I got a case of wine delivered today to a friend’s house (a fellow wino), and once opened there was a distinct smell of TCA inside (the standard cardboard box with a styro innard). Both of us could smell it on the bottles still even after removed from the box. The box was not brand new, the retailer had reused a box from an earlier shipment from a different retailer (a practice I generally applaud as long as the box is in good shape). It was an unmixed case of 11 bottles of the same wine, same vintage.
I removed a capsule from one of the bottles to smell the cork’s top (also reasoning that beneath the capsule had been semi-protected from any aromas coming from the box itself) and it was totally free of any TCA smells.
This ever happened to others here, where it appears the cardboard box is the source of the TCA-like smell? Any grounds for concern about the wine? I may open one of the bottles soon to give it a test drive.
When I worked retail we’d get boxes that would make a 15 foot radius smell like TCA. Pretty ridiculous. However, it was a good, cheap way to educate staff and customers what corked wine smells like.
Check out this thread. I got a magnum once in a box that smelled twice as much of TCA as any wine ever. So much so that my hands reeked of it the rest of the day just for handling the box. Cardboard and other materials can get TCA contamination.
But the wine was fine once I finally opened it. I don’t know if it’s at more risk than if the box weren’t contaminated, but my guess is there is no real connection.
I’ve seen this twice that I can recall. None of the wines were affected, which is consistent with most of the posts and the AWRI study mentioned in the thread Chris linked to. I don’t store the wines in cardboard, but doubt that would be an issue for the wines either.
Well…tca smells like cardboard right?
I am by no means an expert but Ive had boxes like that and never had s problem with the wine. Ive always assumed the box got humid at some point. Ive had some boxes get wet in the past and stink forever afterwards.

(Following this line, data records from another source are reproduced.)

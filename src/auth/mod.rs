// Public API - what other modules can use
pub use middleware::jwt_auth;
pub use token::TokenConfig;
pub use types::AuthClaims;

// Internal modules
mod middleware;
mod token;
mod types;
use std::collections::BTreeMap;

use super::models::{LeaderboardStats, UserScoreSummary, UserStats};
use super::streak::longest_streak;
use crate::scores::models::GameRecord;

pub(crate) fn round_to_one_decimal(value: f64) -> f64 {
    (value * 10.0).round() / 10.0
}

pub(crate) fn round_to_whole(value: f64) -> u64 {
    value.round().max(0.0) as u64
}

pub(crate) fn percent(part: u64, whole: u64) -> u32 {
    if whole == 0 {
        0
    } else {
        (part as f64 / whole as f64 * 100.0).round() as u32
    }
}

fn mean(sum: f64, count: usize) -> f64 {
    if count == 0 {
        0.0
    } else {
        sum / count as f64
    }
}

/// Statistics of one user's complete record set. An empty set yields all-zero stats.
pub fn compute_user_stats(records: &[GameRecord]) -> UserStats {
    if records.is_empty() {
        return UserStats::default();
    }

    let total_games = records.len();
    let total_wins = records.iter().filter(|r| r.is_win).count();
    let total_score: f64 = records.iter().map(|r| r.score).sum();
    let total_attempts: f64 = records.iter().map(|r| f64::from(r.attempts)).sum();
    let total_time: f64 = records.iter().map(|r| r.time_spent).sum();
    let best_score = records.iter().map(|r| r.score).fold(0.0, f64::max);

    UserStats {
        total_games: total_games as u32,
        total_wins: total_wins as u32,
        total_score,
        win_rate: percent(total_wins as u64, total_games as u64),
        average_attempts: round_to_one_decimal(mean(total_attempts, total_games)),
        average_time: round_to_whole(mean(total_time, total_games)),
        best_score,
        longest_streak: longest_streak(records),
        total_points: records.iter().map(GameRecord::points).sum(),
    }
}

/// Groups records by user and folds each group into a summary, sorted by user id
pub fn summarize_by_user(records: &[GameRecord]) -> Vec<UserScoreSummary> {
    let mut groups: BTreeMap<&str, Vec<&GameRecord>> = BTreeMap::new();
    for record in records {
        groups.entry(record.user_id.as_str()).or_default().push(record);
    }

    groups
        .into_iter()
        .filter_map(|(user_id, group)| {
            let last_played = group.iter().map(|r| r.created_at).max()?;
            let total_games = group.len();

            Some(UserScoreSummary {
                user_id: user_id.to_string(),
                total_games: total_games as u32,
                total_wins: group.iter().filter(|r| r.is_win).count() as u32,
                total_score: group.iter().map(|r| r.score).sum(),
                best_score: group.iter().map(|r| r.score).fold(0.0, f64::max),
                average_attempts: mean(
                    group.iter().map(|r| f64::from(r.attempts)).sum(),
                    total_games,
                ),
                average_time: mean(group.iter().map(|r| r.time_spent).sum(), total_games),
                last_played,
            })
        })
        .collect()
}

/// Global summary over every record. `longest_streak` is supplied by the caller since
/// it needs a per-user scan.
pub fn compute_global_stats(
    records: &[GameRecord],
    total_players: u64,
    longest_streak: u32,
) -> LeaderboardStats {
    if records.is_empty() {
        return LeaderboardStats {
            total_players,
            longest_streak,
            ..LeaderboardStats::default()
        };
    }

    let total_games = records.len();
    let total_wins = records.iter().filter(|r| r.is_win).count();

    LeaderboardStats {
        total_players,
        total_games: total_games as u64,
        total_wins: total_wins as u64,
        win_rate: percent(total_wins as u64, total_games as u64),
        top_score: records.iter().map(|r| r.score).fold(0.0, f64::max),
        average_score: round_to_whole(mean(records.iter().map(|r| r.score).sum(), total_games)),
        average_attempts: round_to_one_decimal(mean(
            records.iter().map(|r| f64::from(r.attempts)).sum(),
            total_games,
        )),
        average_time: round_to_whole(mean(
            records.iter().map(|r| r.time_spent).sum(),
            total_games,
        )),
        longest_streak,
    }
}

I’ve seen it happen with shippers and cases of wine in general. A lot of things get shipped on pallets covered in plastic. If it gets wet at any point (or refrigerated/climate control will do it) the plastic traps in the moisture. Voila, mold or the TCA-like smell.
As others have noted above, this is very common. I have never had the odor transfer to a wine, however. But I find the smell just unnerving, no matter where it is (those little cello-packed carrots are big offenders, for some reason).